As for the workflow, I first sculpted the body, then used the poly build to sculpt out a basic shape while snapping it to the surface of the torso. I put the solidify and subdivision surface modifiers on and applied them after a bit of tweaking around. I was going to remesh and start sculpting wrinkles in, but the holes popped up after I remeshed. I noticed that holes only started appearing when I set the voxel size to anything below 0.1.

Alright, I found a workaround, which was to use more subdivision modifier. However, stripes still appear when I remesh, so I’ll leave this unsolved till I find out why.

Additionally, upon zooming up, vertices just sort of collapse upon each other when I remesh, which made all the funny looking stripes.

I get a feeling it’s also worth mentioning that these vertices are, in terms of space, are like 5 centimeters apart from each other. Did the remesher get confused and that’s why it’s putting vertices on opposite sides of the mesh?

Just to confirm, when you add the solidify modifier, you were doing so to a piece of flat geometry, right? With no inherent thickness?

Going back to your workflow - generally speaking - if you’re going to Poly Model>>Solidify>>Sculpt - there is no real need to re-topologise.

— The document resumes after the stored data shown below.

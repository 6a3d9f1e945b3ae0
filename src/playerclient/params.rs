use serde::{Deserialize, Serialize};

use super::types::TrackIndex;

/// Body of `POST /play`. Exactly one of `path` or `index` is set by the client.
#[derive(Debug, Deserialize, Serialize, Clone, PartialEq)]
pub struct PlayParams {
    #[serde(skip_serializing_if = "Option::is_none")]
    pub path: Option<String>,
    #[serde(skip_serializing_if = "Option::is_none")]
    pub index: Option<TrackIndex>,
    #[serde(skip_serializing_if = "Option::is_none")]
    pub playlist: Option<String>,
}

#[derive(Debug, Deserialize, Serialize, Clone, PartialEq)]
pub struct RemoveParams {
    pub index: TrackIndex,
    #[serde(skip_serializing_if = "Option::is_none")]
    pub playlist: Option<String>,
}

#[derive(Debug, Deserialize, Serialize, Clone, PartialEq)]
pub struct RenameParams {
    pub old_name: String,
    pub new_name: String,
}

/// Used by both `/playlist/delete` and `/playlist/switch`
#[derive(Debug, Deserialize, Serialize, Clone, PartialEq)]
pub struct NameParams {
    pub name: String,
}

/// An empty playlist name means "no playlist", same as leaving it out.
pub fn playlist_param(playlist: Option<&str>) -> Option<String> {
    playlist.filter(|p| !p.is_empty()).map(str::to_string)
}
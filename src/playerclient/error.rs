use std::{error::Error, fmt::Display};

use reqwest::StatusCode;

/// Reasons a request to the player API may fail before a usable JSON value is obtained.
/// None of these mean the server rejected the request; those replies are returned as data.
#[derive(Debug)]
pub enum FailReason {
    URLParsing { url: String, reason: String },
    Querying(reqwest::Error),
    Text(reqwest::Error),
    Decoding {
        status: StatusCode,
        err: serde_json::Error,
    },
}

impl Error for FailReason {
    fn source(&self) -> Option<&(dyn Error + 'static)> {
        match self {
            FailReason::URLParsing { .. } => None,
            FailReason::Querying(e) | FailReason::Text(e) => Some(e),
            FailReason::Decoding { err, .. } => Some(err),
        }
    }
}

impl Display for FailReason {
    fn fmt(&self, f: &mut std::fmt::Formatter<'_>) -> std::fmt::Result {
        match self {
            FailReason::URLParsing { url, reason } => {
                write!(f, "Invalid server URL '{}': {}", url, reason)
            }
            FailReason::Querying(e) => {
                write!(f, "Request failed: {}", e)?;
                // reqwest keeps the actual cause (refused connection, DNS) in the source chain
                let mut source = e.source();
                while let Some(cause) = source {
                    write!(f, ": {}", cause)?;
                    source = cause.source();
                }
                Ok(())
            }
            FailReason::Text(e) => write!(f, "Failed to read response body: {}", e),
            FailReason::Decoding { status, err } => {
                write!(f, "Response ({}) is not valid JSON: {}", status, err)
            }
        }
    }
}
#[test]
fn permutation_reuses_every_child_by_key() {
    let (mut r, probe) = keyed_repeater(vec![10, 20, 30, 40, 50]);
    r.flush();
    let by_item: BTreeMap<u32, NodeId> = probe
        .bound
        .borrow()
        .iter()
        .map(|(node, item)| (*item, *node))
        .collect();

    r.set_items(vec![50, 30, 10, 40, 20]);
    let pass = r.render();

    assert_eq!(pass.stats.created, 0);
    assert_eq!(probe.ids.issued(), 5);
    for (offset, child) in r.ordered().enumerate() {
        let item = r.items()[offset];
        assert_eq!(by_item[&item], *child);
        assert_eq!(probe.bound.borrow()[child], item);
    }
    assert_consistent(&r);
}

#[test]
fn reset_moves_only_children_out_of_place() {
    let (mut r, probe) = keyed_repeater(vec![10, 20, 30, 40, 50]);
    r.flush();

    r.request_reset();
    let pass = r.render();
    assert_eq!(pass.stats.created, 0);
    assert_eq!(pass.stats.moved, 0);

    r.set_items(vec![5, 10, 20, 30, 40, 50]);
    let pass = r.render();
    assert_eq!(pass.stats.created, 1);
    assert_eq!(pass.stats.moved, 1);
    assert_eq!(probe.ids.issued(), 6);
    assert_consistent(&r);
}

#[test]
fn mutations_coalesce_into_one_render() {
    let (mut r, probe) = repeater(50);
    r.set_window(Window::new(0, 10));
    r.set_first(20);
    r.set_num(5);
    r.set_items(items(60));
    assert!(r.is_render_pending());

    assert!(r.flush());
    assert_eq!(probe.ids.issued(), 5);
    assert_eq!(rendered(&r), indexes(20..25));
    assert!(!r.flush());
}

#[test]
fn window_past_the_end_renders_nothing() {
    let (mut r, probe) = repeater(10);
    r.set_window(Window::new(15, 5));
    r.flush();

    assert_eq!(r.ordered().len(), 0);
    assert_eq!(r.committed_range(), None);
    assert_eq!(probe.ids.issued(), 0);

    r.set_items(items(20));
    r.flush();
    assert_eq!(rendered(&r), indexes(15..20));
}

#[test]
fn measure_callback_sees_only_fresh_indexes() {
    let (mut r, _probe) = repeater(100);
    let measured: Rc<RefCell<Vec<Vec<usize>>>> = Rc::default();
    let sink = Rc::clone(&measured);
    r.set_measure_callback(Some(move |sizes: &BTreeMap<usize, Size>| {
        assert!(sizes.values().all(|size| *size == Size::new(100, 10)));
        sink.borrow_mut().push(sizes.keys().copied().collect());
    }));

    r.set_window(Window::new(0, 10));
    r.flush();
    r.set_first(5);
    r.flush();
    r.request_remeasure();
    r.flush();

    assert_eq!(
        *measured.borrow(),
        vec![indexes(0..10), indexes(10..15), indexes(5..15)]
    );
}

#[test]
fn stale_measure_batch_skips_unassigned_children() {
    let (mut r, _probe) = repeater(100);
    r.set_measure_callback(Some(|_: &BTreeMap<usize, Size>| {}));
    r.set_window(Window::new(0, 10));
    let batch = r.render().measure.expect("fresh children are measured");
    assert_eq!(batch.len(), 10);

    r.set_first(5);
    r.render();
    let sizes = r.measure(&batch);
    assert_eq!(sizes.keys().copied().collect::<Vec<_>>(), indexes(5..10));
}

#[test]
fn changing_item_key_drops_the_key_cache() {
    let (mut r, probe) = keyed_repeater(items(10));
    r.flush();
    assert_eq!(r.key_cache_len(), 10);

    r.set_item_key(|item: &u32| u64::from(*item) + 1_000);
    let pass = r.render();

    assert_eq!(pass.stats.created, 10);
    assert_eq!(pass.stats.released, 10);
    assert_eq!(probe.ids.issued(), 20);
    assert_eq!(r.key_cache_len(), 10);
    assert_eq!(r.container().expect("container").nodes().len(), 10);
    assert_consistent(&r);
}

#[test]
fn same_options_keep_children() {
    let (mut r, probe) = repeater(20);
    r.set_window(Window::new(0, 10));
    r.flush();

    r.set_options(r.options().clone());
    let pass = r.render();
    assert_eq!(pass.stats, RenderStats::default());

    r.update_options(|options| options.update_child = None);
    let pass = r.render();
    assert_eq!(pass.stats.created, 0);
    assert_eq!(pass.stats.assigned, 10);
    assert_eq!(probe.ids.issued(), 10);
}

#[test]
fn released_children_go_to_the_recycle_callback() {
    let (mut r, _probe) = repeater(50);
    let recycled: Rc<RefCell<Vec<(NodeId, u32, usize)>>> = Rc::default();
    let sink = Rc::clone(&recycled);
    r.set_recycle_child(Some(move |node: &NodeId, item: &u32, index: usize| {
        sink.borrow_mut().push((*node, *item, index));
    }));
    r.set_window(Window::new(0, 10));
    r.flush();
    let leaving: Vec<NodeId> = r.ordered().take(5).copied().collect();

    r.set_first(5);
    r.flush();

    let recycled = recycled.borrow();
    assert_eq!(
        recycled.iter().map(|(node, _, _)| *node).collect::<Vec<_>>(),
        leaving
    );
    assert_eq!(
        recycled
            .iter()
            .map(|(_, item, index)| (*item, *index))
            .collect::<Vec<_>>(),
        (0..5).map(|i| (i as u32, i)).collect::<Vec<_>>()
    );
    let container = r.container().expect("container");
    assert_eq!(container.nodes().len(), 15);
    assert_eq!(container.visible_nodes().len(), 10);
    assert!(leaving.iter().all(|node| container.is_hidden(*node)));
}

#[test]
fn clearing_the_container_tears_everything_down() {
    let (mut r, _probe) = repeater(20);
    r.set_incremental(true);
    r.set_window(Window::new(0, 10));
    r.flush();
    r.set_first(3);
    r.flush();
    assert_eq!(r.pooled_len(), 3);

    let old = r.set_container(None).expect("previous container");
    assert!(old.nodes().is_empty());
    assert_eq!(r.active_len(), 0);
    assert_eq!(r.pooled_len(), 0);
    assert_eq!(r.key_cache_len(), 0);
    assert_eq!(r.committed_range(), None);
    assert!(!r.should_render());

    r.flush();
    assert_eq!(r.ordered().len(), 0);

    r.set_container(Some(list_container()));
    r.flush();
    assert_consistent(&r);
}

#[test]
fn foreign_siblings_are_left_alone() {
    let (mut r, _probe) = repeater(20);
    let foreign = NodeId(u64::MAX);
    r.container_mut().expect("container").append_foreign(foreign);
    r.set_window(Window::new(0, 5));
    r.flush();
    r.set_first(2);
    r.flush();
    r.request_reset();
    r.flush();

    let container = r.container().expect("container");
    assert!(container.contains(&foreign));
    let ordered: Vec<NodeId> = r.ordered().copied().collect();
    let managed: Vec<NodeId> = container
        .visible_nodes()
        .into_iter()
        .filter(|node| *node != foreign)
        .collect();
    assert_eq!(managed, ordered);
}

#[test]
#[should_panic(expected = "duplicate item key")]
fn duplicate_keys_are_fatal() {
    let (mut r, _probe) = keyed_repeater(vec![1, 2, 1]);
    r.render();
}

#[test]
fn random_walk_keeps_container_in_sync() {
    let mut rng = Lcg::new(0x5eed_1234);
    let mut len = 200usize;
    let (mut r, _probe) = keyed_repeater(items(len));

    for _ in 0..600 {
        match rng.gen_range_usize(0, 10) {
            0 => r.set_incremental(rng.gen_bool()),
            1 => r.request_reset(),
            2 => {
                len = rng.gen_range_usize(0, 250);
                r.set_items(items(len));
            }
            3 => {
                let mut values = items(len);
                for i in (1..values.len()).rev() {
                    let j = rng.gen_range_usize(0, i + 1);
                    values.swap(i, j);
                }
                r.set_items(values);
            }
            _ => {
                let first = rng.gen_range_usize(0, len + 5);
                let num = rng.gen_range_usize(0, 40);
                r.set_window(Window::new(first, num));
            }
        }
        r.flush();
        assert_consistent(&r);
    }
}

// Coordinator

#[derive(Default)]
struct LayoutLog {
    totals: RefCell<Vec<usize>>,
    views: RefCell<Vec<(Size, Position)>>,
    sizes: RefCell<BTreeMap<usize, Size>>,
    pending: RefCell<Vec<LayoutEvent>>,
    reflows: Cell<usize>,
}

/// Records its inputs and replays whatever the test queued on the next reflow.
struct StubLayout {
    log: Rc<LayoutLog>,
    viewport: Size,
}

impl Layout for StubLayout {
    fn direction(&self) -> Direction {
        Direction::Vertical
    }

    fn set_total_items(&mut self, total: usize) {
        self.log.totals.borrow_mut().push(total);
    }

    fn set_viewport_size(&mut self, size: Size) {
        self.viewport = size;
    }

    fn scroll_to(&mut self, position: Position) {
        self.log.views.borrow_mut().push((self.viewport, position));
    }

    fn update_item_sizes(&mut self, sizes: &BTreeMap<usize, Size>) {
        self.log.sizes.borrow_mut().extend(sizes.iter().map(|(i, s)| (*i, *s)));
    }

    fn reflow(&mut self, emit: &mut dyn FnMut(LayoutEvent)) {
        self.log.reflows.set(self.log.reflows.get() + 1);
        let events: Vec<LayoutEvent> = self.log.pending.borrow_mut().drain(..).collect();
        for event in events {
            emit(event);
        }
    }
}

/// Moves the window on every reflow and never settles.
struct RestlessLayout {
    step: usize,
}

impl Layout for RestlessLayout {
    fn direction(&self) -> Direction {
        Direction::Vertical
    }

    fn set_total_items(&mut self, _total: usize) {}

    fn set_viewport_size(&mut self, _size: Size) {}

    fn scroll_to(&mut self, _position: Position) {}

    fn reflow(&mut self, emit: &mut dyn FnMut(LayoutEvent)) {
        self.step += 1;
        emit(LayoutEvent::RangeChange(RangeChange {
            first: self.step % 50,
            num: 5,
            stable: false,
            remeasure: false,
        }));
    }
}

fn stub(log: &Rc<LayoutLog>) -> Box<dyn Layout> {
    Box::new(StubLayout {
        log: Rc::clone(log),
        viewport: Size::default(),
    })
}

fn bare_coordinator(container: HeadlessContainer, len: usize) -> ScrollCoordinator<u32, HeadlessContainer> {
    let ids = NodeIds::new();
    let mut c = ScrollCoordinator::new(
        RepeaterOptions::new().with_new_child(move |_: &u32, _: usize| ids.next()),
    );
    c.set_container(Some(container));
    c.set_items(items(len));
    c
}

fn coordinator(len: usize) -> (ScrollCoordinator<u32, HeadlessContainer>, Rc<LayoutLog>) {
    let mut c = bare_coordinator(list_container(), len);
    let log = Rc::new(LayoutLog::default());
    c.set_layout(Some(stub(&log)));
    (c, log)
}

fn range(first: usize, num: usize, stable: bool) -> LayoutEvent {
    LayoutEvent::RangeChange(RangeChange {
        first,
        num,
        stable,
        remeasure: false,
    })
}

fn reply(
    c: &mut ScrollCoordinator<u32, HeadlessContainer>,
    log: &LayoutLog,
    events: impl IntoIterator<Item = LayoutEvent>,
) {
    log.pending.borrow_mut().extend(events);
    c.handle_scroll();
    c.flush();
}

The correct way to do this, is to model your base meshes as cleanly as you can, then add your solidify, and then you can either:

  • Sculpt right on it with a Multires - as opposed to a Subsurf Modifier
  • Apply the solidify, and then sculpt with Multires

I’ve used both, though generally, I like to apply my solidify, but make sure I set the solidify shell to a vertex group, so I can easily select the inner faces if I ever need to.

When you eventually rig and texture your character (assuming that’s your goal) you’ll get much cleaner results.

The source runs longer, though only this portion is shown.